II - declaração do ordenador da despesa de que o aumento tem adequação orçamentária e financeira com a lei orçamentária anual e compatibilidade com o plano plurianual e com a lei de diretrizes orçamentárias.

§ 1º Para os fins desta Lei Complementar, considera-se:

I - adequada com a lei orçamentária anual, a despesa objeto de dotação específica e suficiente, ou que esteja abrangida por crédito genérico, de forma que somadas todas as despesas da mesma espécie, realizadas e a realizar, previstas no programa de trabalho, não sejam ultrapassados os limites estabelecidos para o exercício;

II - compatível com o plano plurianual e a lei de diretrizes orçamentárias, a despesa que se conforme com as diretrizes, objetivos, prioridades e metas previstos nesses instrumentos e não infrinja qualquer de suas disposições.
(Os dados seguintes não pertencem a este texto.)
//! Existing-metadata index: answers "is this already on the remote?"
//!
//! Two strategies:
//! - snapshot: every object of a kind fetched once, matched locally by name
//!   containment of the template label plus the scope (assessment name) as
//!   a whole `" - "`-delimited segment, so `"Survey"` does not match
//!   `"... - Survey 2"`
//! - point query: exact code equality against the remote, used during
//!   conflict resolution
//!
//! A snapshot is never refreshed within a run. Reuse policy belongs to the
//! provisioning engine.

use std::collections::HashMap;
use std::sync::Arc;

use assessment_remote::{MetadataStore, ObjectKind, QueryFilter, RemoteObject, RemoteResult};
use tracing::{debug, instrument};

use crate::domain::{AssessmentError, Result};

pub struct ExistingMetadataIndex {
    store: Arc<dyn MetadataStore>,
    scope: String,
    snapshots: HashMap<ObjectKind, Vec<RemoteObject>>,
}

impl std::fmt::Debug for ExistingMetadataIndex {
    fn fmt(&self, f: &mut std::fmt::Formatter<'_>) -> std::fmt::Result {
        f.debug_struct("ExistingMetadataIndex")
            .field("scope", &self.scope)
            .field(
                "snapshots",
                &self
                    .snapshots
                    .iter()
                    .map(|(k, v)| (*k, v.len()))
                    .collect::<HashMap<_, _>>(),
            )
            .finish()
    }
}

impl ExistingMetadataIndex {
    /// An index without snapshots. Name lookups fall back to remote queries.
    pub fn new(store: Arc<dyn MetadataStore>, scope: &str) -> Self {
        Self {
            store,
            scope: scope.trim().to_lowercase(),
            snapshots: HashMap::new(),
        }
    }

    /// Fetch a snapshot of every object of each kind in `kinds`.
    #[instrument(skip(store, kinds))]
    pub async fn load(store: Arc<dyn MetadataStore>, scope: &str, kinds: &[ObjectKind]) -> Result<Self> {
        let mut index = Self::new(store, scope);
        for kind in kinds {
            let objects = index
                .store
                .query(*kind, &QueryFilter::All)
                .await
                .map_err(|source| AssessmentError::Snapshot { kind: *kind, source })?;
            debug!(kind = %kind, count = objects.len(), "existing metadata snapshot loaded");
            index.snapshots.insert(*kind, objects);
        }
        Ok(index)
    }

    pub fn has_snapshot(&self, kind: ObjectKind) -> bool {
        self.snapshots.contains_key(&kind)
    }

    /// Number of objects in the snapshot for `kind`.
    pub fn snapshot_len(&self, kind: ObjectKind) -> usize {
        self.snapshots.get(&kind).map_or(0, Vec::len)
    }

    fn in_scope(&self, name: &str, label: &str) -> bool {
        let name = name.to_lowercase();
        name.contains(&label.to_lowercase()) && contains_segment(&name, &self.scope)
    }

    /// Snapshot object whose name contains `label` and has the scope as one
    /// of its `" - "` segments, case-insensitively. `None` when no snapshot was loaded for `kind`.
    pub fn find_by_name(&self, kind: ObjectKind, label: &str) -> Option<&RemoteObject> {
        if label.trim().is_empty() {
            return None;
        }
        self.snapshots
            .get(&kind)?
            .iter()
            .find(|obj| self.in_scope(&obj.name, label))
    }

    /// Reuse candidate for a template: an object named exactly `name` wins,
    /// otherwise the first `find_by_name` match on `label`. Keeps
    /// `"REG - ANC 1"` from taking the object made for `"REG - ANC 10"`.
    pub fn find_reusable(&self, kind: ObjectKind, name: &str, label: &str) -> Option<&RemoteObject> {
        let snapshot = self.snapshots.get(&kind)?;
        snapshot
            .iter()
            .find(|obj| obj.name.trim().eq_ignore_ascii_case(name.trim()))
            .or_else(|| self.find_by_name(kind, label))
    }

    /// Point query by exact code.
    pub async fn find_by_code(&self, kind: ObjectKind, code: &str) -> RemoteResult<Option<RemoteObject>> {
        if code.is_empty() {
            return Ok(None);
        }
        let mut found = self
            .store
            .query(kind, &QueryFilter::CodeEq(code.to_string()))
            .await?;
        Ok(if found.is_empty() {
            None
        } else {
            Some(found.swap_remove(0))
        })
    }

    /// Name match first (snapshot, or a remote name query without one), then
    /// exact code.
    pub async fn lookup(&self, kind: ObjectKind, name_part: &str, code: &str) -> RemoteResult<Option<RemoteObject>> {
        if self.has_snapshot(kind) {
            if let Some(obj) = self.find_by_name(kind, name_part) {
                return Ok(Some(obj.clone()));
            }
        } else if !name_part.trim().is_empty() {
            let candidates = self
                .store
                .query(kind, &QueryFilter::NameContains(name_part.to_string()))
                .await?;
            if let Some(obj) = candidates.into_iter().find(|o| self.in_scope(&o.name, name_part)) {
                return Ok(Some(obj));
            }
        }
        self.find_by_code(kind, code).await
    }
}

/// `segment` occurs in `name` bounded on each side by `" - "` or the end of
/// the string.
fn contains_segment(name: &str, segment: &str) -> bool {
    if segment.is_empty() {
        return true;
    }
    name.match_indices(segment).any(|(at, _)| {
        let before = &name[..at];
        let after = &name[at + segment.len()..];
        (before.is_empty() || before.ends_with(" - ")) && (after.is_empty() || after.starts_with(" - "))
    })
}
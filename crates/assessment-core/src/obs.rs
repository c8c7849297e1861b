//! Structured lifecycle events for reconciliation and provisioning.
//!
//! This module provides:
//! - Job-scoped tracing spans: `job_span` for async code, the `JobSpan`
//!   RAII guard for synchronous scopes
//! - Emission functions for key lifecycle events
//!
//! Events are emitted at `info!` level except per-object outcomes, which use
//! `debug!` for reused objects and `warn!` for failures.

use tracing::{debug, info, warn};
use uuid::Uuid;

use crate::domain::{JobStatus, ProvisionStatus, ProvisionedObject, Stage};
use crate::provisioning::SubmissionStrategy;
use crate::reconcile::MatchCounts;

/// The span every event of one provisioning job is recorded under.
///
/// Attach it to futures with `tracing::Instrument`; an entered guard must not
/// be held across `.await`.
pub fn job_span(job_id: &Uuid, assessment: &str) -> tracing::Span {
    tracing::info_span!("assess.provision", job_id = %job_id, assessment = %assessment)
}

/// RAII guard that enters a job-scoped span in synchronous code.
///
/// # Example
///
/// ```ignore
/// let _span = JobSpan::enter(&job.job_id, "Malaria 2026");
/// // every event below carries job_id and assessment
/// ```
pub struct JobSpan {
    _span: tracing::span::EnteredSpan,
}

impl JobSpan {
    pub fn enter(job_id: &Uuid, assessment: &str) -> Self {
        Self {
            _span: job_span(job_id, assessment).entered(),
        }
    }
}

/// Emit event: reconciliation pass finished.
pub fn emit_reconcile_finished(counts: &MatchCounts, ambiguous_local_names: usize) {
    info!(
        event = "reconcile.finished",
        exact = counts.exact,
        partial = counts.partial,
        none = counts.none,
        manual = counts.manual,
        ambiguous_local_names = ambiguous_local_names,
    );
}

/// Emit event: provisioning run started.
pub fn emit_provision_started(job_id: &Uuid, strategy: SubmissionStrategy, reuse_existing: bool) {
    info!(
        event = "provision.started",
        job_id = %job_id,
        strategy = ?strategy,
        reuse_existing = reuse_existing,
    );
}

/// Emit event: the run entered a new stage.
pub fn emit_stage(job_id: &Uuid, stage: Stage) {
    info!(
        event = "provision.stage",
        job_id = %job_id,
        stage = ?stage,
        step = stage.step(),
        total_steps = Stage::TOTAL,
    );
}

/// Emit event: one template reached its terminal status.
pub fn emit_object(job_id: &Uuid, object: &ProvisionedObject) {
    match object.status {
        ProvisionStatus::Failed => warn!(
            event = "provision.object",
            job_id = %job_id,
            kind = %object.kind,
            template = %object.template_ref,
            code = %object.code,
            attempts = object.create_attempts,
            error = object.error.as_deref().unwrap_or_default(),
            status = "failed",
        ),
        status => debug!(
            event = "provision.object",
            job_id = %job_id,
            kind = %object.kind,
            template = %object.template_ref,
            remote_id = object.remote_id.as_deref().unwrap_or_default(),
            attempts = object.create_attempts,
            status = ?status,
        ),
    }
}

/// Emit event: provisioning run finished.
pub fn emit_provision_finished(
    job_id: &Uuid,
    status: JobStatus,
    duration_ms: u64,
    created: usize,
    reused: usize,
    failed: usize,
) {
    info!(
        event = "provision.finished",
        job_id = %job_id,
        status = ?status,
        duration_ms = duration_ms,
        created = created,
        reused = reused,
        failed = failed,
    );
}

/// Emit event: a run stopped early because the caller cancelled it.
pub fn emit_provision_cancelled(job_id: &Uuid, processed: usize) {
    warn!(event = "provision.cancelled", job_id = %job_id, processed = processed);
}
//! End-to-end provisioning against the in-memory remote.

use std::sync::atomic::{AtomicUsize, Ordering};
use std::sync::Arc;

use assessment_core::{
    AssessmentError, CancellationToken, JobStatus, ProvisionStatus, ProvisioningConfig,
    ProvisioningEngine, ProvisioningRequest, SequenceIdGenerator, Severity, SourceDataElement,
    Stage, SubmissionStrategy,
};
use assessment_remote::fakes::{CreateFailure, MemoryMetadataStore};
use assessment_remote::{
    ImportReport, MetadataPayload, MetadataStore, ObjectKind, ObjectPayload, QueryFilter,
    RemoteObject, RemoteResult,
};
use async_trait::async_trait;
use tokio::sync::mpsc;

const ASSESSMENT: &str = "Malaria Assessment 2026";

fn sources(n: usize) -> Vec<SourceDataElement> {
    (1..=n)
        .map(|i| SourceDataElement::new(&format!("src{}", i), &format!("Indicator {}", i), "NUMBER", "SUM"))
        .collect()
}

fn request(n: usize) -> ProvisioningRequest {
    ProvisioningRequest::new(ASSESSMENT, "Annual review")
        .with_org_units(["OU_A", "OU_B"])
        .with_sources(sources(n))
}

fn engine(store: Arc<dyn MetadataStore>) -> ProvisioningEngine {
    ProvisioningEngine::new(store, Arc::new(SequenceIdGenerator::new()))
}

fn dataset_payloads(store: &MemoryMetadataStore) -> Vec<assessment_remote::DataSetPayload> {
    store
        .created_payloads()
        .into_iter()
        .filter_map(|p| match p {
            ObjectPayload::DataSet(ds) => Some(ds),
            ObjectPayload::DataElement(_) => None,
        })
        .collect()
}

#[tokio::test]
async fn fresh_run_creates_every_object() {
    let store = Arc::new(MemoryMetadataStore::new());
    let engine = engine(store.clone());

    let job = engine
        .provision(&request(3), None, &CancellationToken::new())
        .await
        .unwrap();

    assert_eq!(job.status, JobStatus::Completed);
    assert_eq!(job.data_elements.len(), 12);
    assert_eq!(job.datasets.len(), 4);
    assert_eq!(job.count(ProvisionStatus::Created), 16);
    assert_eq!(store.create_calls(), 16);
    assert_eq!(job.category_combo, "bjDvmb4bfuf");

    for ds in dataset_payloads(&store) {
        assert_eq!(ds.data_set_elements.len(), 3);
        assert_eq!(ds.organisation_units.len(), 2);
        assert_eq!(ds.public_access, "--------");
    }
    // Data elements are all created before the first dataset.
    let kinds: Vec<ObjectKind> = store.created_payloads().iter().map(|p| p.kind()).collect();
    let first_dataset = kinds.iter().position(|k| *k == ObjectKind::DataSet).unwrap();
    assert!(kinds[first_dataset..].iter().all(|k| *k == ObjectKind::DataSet));
}

#[tokio::test]
async fn second_run_reuses_everything() {
    let store = Arc::new(MemoryMetadataStore::new());
    let engine = engine(store.clone());
    let request = request(3);

    engine
        .provision(&request, None, &CancellationToken::new())
        .await
        .unwrap();
    let creates_after_first = store.create_calls();

    let second = engine
        .provision(&request, None, &CancellationToken::new())
        .await
        .unwrap();

    assert_eq!(second.status, JobStatus::Completed);
    assert!(second.objects().all(|o| o.status == ProvisionStatus::Reused));
    assert_eq!(second.objects().count(), 16);
    assert_eq!(store.create_calls(), creates_after_first);
    assert_eq!(store.objects(ObjectKind::DataElement).len(), 12);
    assert_eq!(store.objects(ObjectKind::DataSet).len(), 4);
}

#[tokio::test]
async fn two_assessments_share_one_remote() {
    let store = Arc::new(MemoryMetadataStore::new());
    let engine = engine(store.clone());

    let malaria = engine
        .provision(&request(3), None, &CancellationToken::new())
        .await
        .unwrap();
    let measles = ProvisioningRequest::new("Measles 2025", "")
        .with_org_units(["OU_A"])
        .with_sources(sources(3));
    let second = engine
        .provision(&measles, None, &CancellationToken::new())
        .await
        .unwrap();

    assert_eq!(malaria.count(ProvisionStatus::Created), 16);
    assert_eq!(second.status, JobStatus::Completed);
    assert_eq!(second.count(ProvisionStatus::Created), 16);
    assert!(second.failed().is_empty());
    assert_eq!(store.objects(ObjectKind::DataElement).len(), 24);
    assert_eq!(store.objects(ObjectKind::DataSet).len(), 8);
}

#[tokio::test]
async fn overlong_assessment_name_is_rejected_before_any_call() {
    let store = Arc::new(MemoryMetadataStore::new());
    let engine = engine(store.clone());
    let request = ProvisioningRequest::new(&"A".repeat(240), "")
        .with_org_units(["OU_A"])
        .with_sources(sources(2));

    let err = engine
        .provision(&request, None, &CancellationToken::new())
        .await
        .unwrap_err();

    assert!(matches!(err, AssessmentError::InvalidRequest(_)));
    assert_eq!(store.create_calls(), 0);
    assert_eq!(store.query_calls(), 0);
}

#[tokio::test]
async fn lost_create_response_is_resolved_by_code() {
    let store = Arc::new(MemoryMetadataStore::new());
    store.push_create_failure(CreateFailure::CommitThenError);
    let engine = engine(store.clone());

    let job = engine
        .provision(&request(1), None, &CancellationToken::new())
        .await
        .unwrap();

    let first = &job.data_elements[0];
    assert_eq!(first.status, ProvisionStatus::Reused);
    assert_eq!(first.create_attempts, 1);
    assert!(first.remote_id.is_some());
    assert_eq!(job.status, JobStatus::Completed);
    assert_eq!(store.create_calls(), 8);
}

#[tokio::test]
async fn retried_code_found_after_second_failure() {
    let store = Arc::new(MemoryMetadataStore::new());
    store.push_create_failure(CreateFailure::Reject);
    store.push_create_failure(CreateFailure::CommitThenError);
    let engine = engine(store.clone());

    let job = engine
        .provision(&request(1), None, &CancellationToken::new())
        .await
        .unwrap();

    let first = &job.data_elements[0];
    assert_eq!(first.status, ProvisionStatus::Reused);
    assert_eq!(first.create_attempts, 2, "exactly one retry");
    let stored = store.objects(ObjectKind::DataElement);
    assert_eq!(stored[0].code.as_deref(), Some(first.code.as_str()));
    // The short name is re-tagged with the retried code.
    let tag = format!("({})", &first.code["REG_".len()..]);
    assert!(stored[0].short_name.as_deref().unwrap().ends_with(&tag));
    assert_eq!(store.create_calls(), 9);
}

#[tokio::test]
async fn template_fails_after_one_retry_and_run_continues() {
    let store = Arc::new(MemoryMetadataStore::new());
    store.push_create_failure(CreateFailure::Reject);
    store.push_create_failure(CreateFailure::Reject);
    let engine = engine(store.clone());

    let job = engine
        .provision(&request(1), None, &CancellationToken::new())
        .await
        .unwrap();

    let failed = job.failed();
    assert_eq!(failed.len(), 1);
    assert_eq!(failed[0].create_attempts, 2);
    assert!(failed[0].error.as_deref().unwrap().contains("scripted rejection"));
    assert_eq!(job.status, JobStatus::CompletedWithFailures);
    assert_eq!(job.count(ProvisionStatus::Created), 7);
    assert!(job
        .events
        .iter()
        .any(|e| e.severity == Severity::Error && e.message.contains("REG - Indicator 1")));

    // The Register dataset is still created, without the failed element.
    let register = dataset_payloads(&store)
        .into_iter()
        .find(|ds| ds.name.ends_with("Register"))
        .unwrap();
    assert!(register.data_set_elements.is_empty());
}
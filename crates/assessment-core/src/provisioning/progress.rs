//! Progress reporting: an append-only log on the job, optionally mirrored to
//! a channel for live rendering.

use chrono::Utc;
use tokio::sync::mpsc;

use crate::domain::{ProgressEvent, ProvisioningJob, Severity, Stage};

/// Receiving end is owned by the caller; dropping it does not stop the run.
pub type ProgressSender = mpsc::UnboundedSender<ProgressEvent>;

#[derive(Debug, Default)]
pub struct ProgressReporter {
    tx: Option<ProgressSender>,
    next_seq: u64,
}

impl ProgressReporter {
    pub fn new(tx: Option<ProgressSender>) -> Self {
        Self { tx, next_seq: 0 }
    }

    /// Move the job to `stage` and log the transition.
    pub fn stage(&mut self, job: &mut ProvisioningJob, stage: Stage, message: impl Into<String>) {
        job.stage = stage;
        crate::obs::emit_stage(&job.job_id, stage);
        self.emit(job, Severity::Info, message);
    }

    pub fn emit(&mut self, job: &mut ProvisioningJob, severity: Severity, message: impl Into<String>) {
        self.next_seq += 1;
        let event = ProgressEvent {
            seq: self.next_seq,
            step: job.stage.step(),
            total_steps: Stage::TOTAL,
            message: message.into(),
            severity,
            timestamp: Utc::now(),
        };
        if let Some(tx) = &self.tx {
            if tx.send(event.clone()).is_err() {
                tracing::debug!(job_id = %job.job_id, "progress receiver dropped");
                self.tx = None;
            }
        }
        job.events.push(event);
    }

    pub fn info(&mut self, job: &mut ProvisioningJob, message: impl Into<String>) {
        self.emit(job, Severity::Info, message);
    }

    pub fn success(&mut self, job: &mut ProvisioningJob, message: impl Into<String>) {
        self.emit(job, Severity::Success, message);
    }

    pub fn warning(&mut self, job: &mut ProvisioningJob, message: impl Into<String>) {
        self.emit(job, Severity::Warning, message);
    }

    pub fn error(&mut self, job: &mut ProvisioningJob, message: impl Into<String>) {
        self.emit(job, Severity::Error, message);
    }
}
§ 2º A estimativa de que trata o inciso I do caput será acompanhada das premissas e metodologia de cálculo utilizadas.

§ 3º Ressalva-se do disposto neste artigo a despesa considerada irrelevante, nos termos em que dispuser a lei de diretrizes orçamentárias.

§ 4º As normas do caput constituem condição prévia para:

I - empenho e licitação de serviços, fornecimento de bens ou execução de obras;

II - desapropriação de imóveis urbanos a que se refere o § 3º do art. 182 da Constituição.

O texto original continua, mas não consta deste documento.